In fact, Carraway is only offered the opportunity to speak by his laissez-faire reaction to the moral dilemma. According to Butler: Although psychoanalysis refers to this inception of the subject as taking place in infancy, this primary relation to speech, the subject’s entry into language by way of the originary ‘bar’ is reinvoked in political life when the question of being able to speak is once again a condition of the subject’s survival.
The question of the ‘cost’ of this survival is not simply that an unconscious is produced that cannot be fully assimilated to the ego, or that a ‘real’ is produced that can never be presented within language. The condition for the subject’s survival is precisely the foreclosure of what threatens the subject most fundamentally; thus, the ‘bar’ produces the threat and defends against it at the same time [135]. The conflict of The Great Gatsby, if we apply Butler, focuses on Nick Carraway through the threat of Jay Gatsby’s impediment on social hierarchy.
The foreclosure of the threat, the execution of Gatsby, presents the ‘bar’, the moral dilemma to which Nick must react. According to Saussure, “The social uses of language owe their specifically social value to the fact that they tend to be organized in systems of difference … which reproduce … the system of social difference. … To speak is to appropriate one or another of the expressive styles already constituted in and through usage and objectively marked by their position in a hierarchy of styles which expresses the hierarchy of corresponding social groups” [Butler 157].

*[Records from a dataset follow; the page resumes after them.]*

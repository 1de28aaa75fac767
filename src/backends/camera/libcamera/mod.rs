// SPDX-License-Identifier: GPL-3.0-only

//! Native libcamera backend using libcamera-rs bindings
//!
//! # Architecture
//!
//! All libcamera objects (CameraManager, Camera, ActiveCamera, FrameBuffers,
//! Requests) live on a dedicated camera thread. This avoids Send issues with
//! libcamera's raw pointers and keeps the whole camera lifecycle on one thread.
//!
//! ```text
//! ┌──────────────────────┐         ┌───────────────────────┐
//! │  LibcameraManager    │ Command │   Camera Thread       │
//! │  LibcameraDevice  ───┼────────►│                       │
//! │                      │◄────────┤  CameraManager        │
//! │                      │  reply  │  ActiveCamera         │
//! │  LibcameraQueue   ───┼────────►│  FrameBuffers         │
//! │  (any thread)        │  Queue  │  Requests             │
//! └──────────────────────┘         │  completion callback  │
//!                                  └───────────────────────┘
//! ```
//!
//! libcamera allows a single CameraManager per process, so only one
//! [`LibcameraManager`] can be running at a time, and it holds at most one
//! acquired camera.

mod camera_thread;
mod pixel_formats;

use crate::backends::camera::types::*;
use crate::backends::camera::{CameraDevice, CameraManager, RequestQueue};
use crate::errors::{CaptureError, CaptureResult};
use camera_thread::{Command, Reply, camera_thread_main, claim_manager, release_manager};
use std::sync::Arc;
use std::sync::atomic::{AtomicBool, Ordering};
use std::sync::mpsc::{self, Sender};
use std::thread::JoinHandle;
use tracing::{error, info, warn};

/// Send a command and wait for the camera thread's answer
fn call<T>(
    commands: &Sender<Command>,
    command: impl FnOnce(Reply<T>) -> Command,
) -> CaptureResult<T> {
    let (reply_tx, reply_rx) = mpsc::sync_channel(1);
    commands
        .send(command(reply_tx))
        .map_err(|_| CaptureError::InvalidState("libcamera thread is gone".to_string()))?;
    reply_rx
        .recv()
        .map_err(|_| CaptureError::InvalidState("libcamera thread dropped the reply".to_string()))?
}

/// libcamera camera manager
pub struct LibcameraManager {
    commands: Option<Sender<Command>>,
    thread: Option<JoinHandle<()>>,
}

impl LibcameraManager {
    pub fn new() -> Self {
        Self {
            commands: None,
            thread: None,
        }
    }

    fn commands(&self) -> CaptureResult<&Sender<Command>> {
        self.commands.as_ref().ok_or_else(|| {
            CaptureError::InvalidState("camera manager not started".to_string())
        })
    }
}

impl Default for LibcameraManager {
    fn default() -> Self {
        Self::new()
    }
}

impl CameraManager for LibcameraManager {
    fn start(&mut self) -> CaptureResult<()> {
        if self.commands.is_some() {
            return Ok(());
        }
        if !claim_manager() {
            return Err(CaptureError::ManagerStartFailed(
                "another libcamera manager is running in this process".to_string(),
            ));
        }

        let (tx, rx) = mpsc::channel();
        // Channel for thread to report initialization result
        let (init_tx, init_rx) = mpsc::sync_channel::<CaptureResult<String>>(1);

        let thread = match std::thread::Builder::new()
            .name("libcamera-manager".to_string())
            .spawn(move || {
                camera_thread_main(rx, init_tx);
                release_manager();
            }) {
            Ok(thread) => thread,
            Err(e) => {
                release_manager();
                return Err(CaptureError::ManagerStartFailed(format!(
                    "spawn camera thread: {}",
                    e
                )));
            }
        };

        let version = match init_rx.recv() {
            Ok(Ok(version)) => version,
            Ok(Err(e)) => {
                let _ = thread.join();
                return Err(e);
            }
            Err(_) => {
                let _ = thread.join();
                return Err(CaptureError::ManagerStartFailed(
                    "camera thread died during initialization".to_string(),
                ));
            }
        };

        info!(version = %version, "libcamera camera manager started");
        self.commands = Some(tx);
        self.thread = Some(thread);
        Ok(())
    }

    fn camera_ids(&self) -> CaptureResult<Vec<String>> {
        call(self.commands()?, Command::ListCameras)
    }

    fn acquire(&mut self, id: &str) -> CaptureResult<Box<dyn CameraDevice>> {
        let commands = self.commands()?.clone();
        call(&commands, |reply| Command::Acquire(id.to_string(), reply))?;
        Ok(Box::new(LibcameraDevice::new(id.to_string(), commands)))
    }

    fn stop(&mut self) {
        let Some(commands) = self.commands.take() else {
            return;
        };
        let _ = commands.send(Command::Shutdown);
        drop(commands);

        if let Some(thread) = self.thread.take()
            && let Err(e) = thread.join()
        {
            error!("libcamera thread panicked: {:?}", e);
        }
        info!("libcamera camera manager stopped");
    }

    fn is_running(&self) -> bool {
        self.commands.is_some()
    }
}

impl Drop for LibcameraManager {
    fn drop(&mut self) {
        self.stop();
    }
}

/// Queue handle; requests travel to the camera thread without waiting
struct LibcameraQueue {
    camera_id: String,
    commands: Sender<Command>,
    streaming: Arc<AtomicBool>,
}

impl RequestQueue for LibcameraQueue {
    fn queue(&self, mut request: Request) -> CaptureResult<()> {
        if !request.is_queueable() {
            return Err(CaptureError::QueueFailed(format!(
                "request {} is {} and cannot be queued",
                request.cookie(),
                request.status()
            )));
        }
        if !self.streaming.load(Ordering::Acquire) {
            return Err(CaptureError::QueueFailed(format!(
                "camera {} is not streaming",
                self.camera_id
            )));
        }
        request.mark_queued();
        self.commands
            .send(Command::Queue(request))
            .map_err(|_| CaptureError::QueueFailed("libcamera thread is gone".to_string()))
    }
}

/// An acquired libcamera camera
pub struct LibcameraDevice {
    id: String,
    commands: Sender<Command>,
    streaming: Arc<AtomicBool>,
    queue: Arc<LibcameraQueue>,
    configured: bool,
    buffers: Vec<Arc<FrameBuffer>>,
    released: bool,
}

impl LibcameraDevice {
    fn new(id: String, commands: Sender<Command>) -> Self {
        let streaming = Arc::new(AtomicBool::new(false));
        let queue = Arc::new(LibcameraQueue {
            camera_id: id.clone(),
            commands: commands.clone(),
            streaming: Arc::clone(&streaming),
        });
        Self {
            id,
            commands,
            streaming,
            queue,
            configured: false,
            buffers: Vec::new(),
            released: false,
        }
    }

    fn shutdown(&mut self) {
        if self.released {
            return;
        }
        self.released = true;
        self.streaming.store(false, Ordering::Release);
        self.buffers.clear();
        if let Err(e) = call(&self.commands, Command::Release) {
            warn!(camera = %self.id, error = %e, "Failed to release camera");
        }
    }
}

impl CameraDevice for LibcameraDevice {
    fn id(&self) -> &str {
        &self.id
    }

    fn on_request_completed(&mut self, callback: CompletionCallback) {
        if self.commands.send(Command::SetCallback(callback)).is_err() {
            warn!(camera = %self.id, "libcamera thread is gone, callback dropped");
        }
    }

    fn generate_configuration(&mut self, role: StreamRole) -> CaptureResult<StreamConfiguration> {
        call(&self.commands, |reply| {
            Command::GenerateConfiguration(role, reply)
        })
    }

    fn validate(&mut self, config: &mut StreamConfiguration) -> ConfigurationStatus {
        match call(&self.commands, |reply| Command::Validate(config.clone(), reply)) {
            Ok((adjusted, status)) => {
                *config = adjusted;
                status
            }
            Err(e) => {
                warn!(camera = %self.id, error = %e, "Validation failed");
                ConfigurationStatus::Invalid
            }
        }
    }

    fn configure(&mut self, config: &StreamConfiguration) -> CaptureResult<StreamFormat> {
        let format = call(&self.commands, |reply| {
            Command::Configure(config.clone(), reply)
        })?;
        self.configured = true;
        Ok(format)
    }

    fn allocate_buffers(&mut self) -> CaptureResult<Vec<Arc<FrameBuffer>>> {
        if !self.configured {
            return Err(CaptureError::AllocationFailed(format!(
                "camera {} is not configured",
                self.id
            )));
        }
        let buffers = call(&self.commands, Command::Allocate)?;
        self.buffers = buffers.clone();
        Ok(buffers)
    }

    fn free_buffers(&mut self) -> CaptureResult<()> {
        call(&self.commands, Command::Free)?;
        self.buffers.clear();
        Ok(())
    }

    fn create_request(&mut self, cookie: u64) -> CaptureResult<Request> {
        call(&self.commands, |reply| Command::CreateRequest(cookie, reply))?;
        Ok(Request::new(cookie))
    }

    fn attach_buffer(
        &mut self,
        request: &mut Request,
        buffer: &Arc<FrameBuffer>,
    ) -> CaptureResult<()> {
        if !self.buffers.iter().any(|own| Arc::ptr_eq(own, buffer)) {
            return Err(CaptureError::BufferBindingFailed(format!(
                "buffer {} was not allocated for the current stream",
                buffer.index()
            )));
        }
        let cookie = request.cookie();
        call(&self.commands, |reply| Command::AttachBuffer {
            cookie,
            index: buffer.index(),
            allocation: buffer.allocation(),
            reply,
        })?;
        request.add_buffer(Arc::clone(buffer))
    }

    fn start(&mut self) -> CaptureResult<()> {
        if self.is_streaming() {
            return Err(CaptureError::InvalidState(format!(
                "camera {} is already streaming",
                self.id
            )));
        }
        call(&self.commands, Command::Start)?;
        self.streaming.store(true, Ordering::Release);
        Ok(())
    }

    fn request_queue(&self) -> Arc<dyn RequestQueue> {
        self.queue.clone()
    }

    fn stop(&mut self) -> CaptureResult<()> {
        if !self.streaming.swap(false, Ordering::AcqRel) {
            return Ok(());
        }
        call(&self.commands, Command::Stop)
    }

    fn is_streaming(&self) -> bool {
        self.streaming.load(Ordering::Acquire)
    }

    fn release(mut self: Box<Self>) {
        self.shutdown();
    }
}

impl Drop for LibcameraDevice {
    fn drop(&mut self) {
        self.shutdown();
    }
}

As Butler points out, Saussure is rehabilitating the base/superstructure model through the relationship of language and the social system [Butler 157]. The fight of Gatsby is really over cultural norms, and how Nick reacts in the last chapter is essential to the American future, in terms of Habermas, but also presents the threat of Nick being cast into the realm of the unspeakable. In his final encounter with Jordan Baker, Nick learns that turning 30, with the “portentous menacing road of a new decade” before him [Fitzgerald 143], comes final responsibility in speaking.
When he says to her, “I’m thirty. … I’m five years too old to lie to myself and call it honor” [Fitzgerald 186], Nick realizes he insults Jordan, casting her into the unspeakable by citing their age difference: “She didn’t answer. Angry, and half in love with her, and tremendously sorry, I turned away” [Fitzgerald 186]. Not knowing exactly how he feels about Jordan and speaking without knowing, Nick comes to understanding the importance of speech through the guilt and shame he feels.
That his ambivalent feelings toward Jordan, being half in love with her, mirror his feelings toward Gatsby, the contradictions that Donaldson points out would indicate that Nick comes to an informed decision about Gatsby before telling the story. At some point between Nick telling Gatsby “They’re a rotten crowd. … You’re worth the whole damn bunch put together” [Fitzgerald 162] and telling the reader, “I disapproved of him from beginning to end” [Fitzgerald 162], one sentence later, Nick came to a moral understanding with socio-cultural and political implications.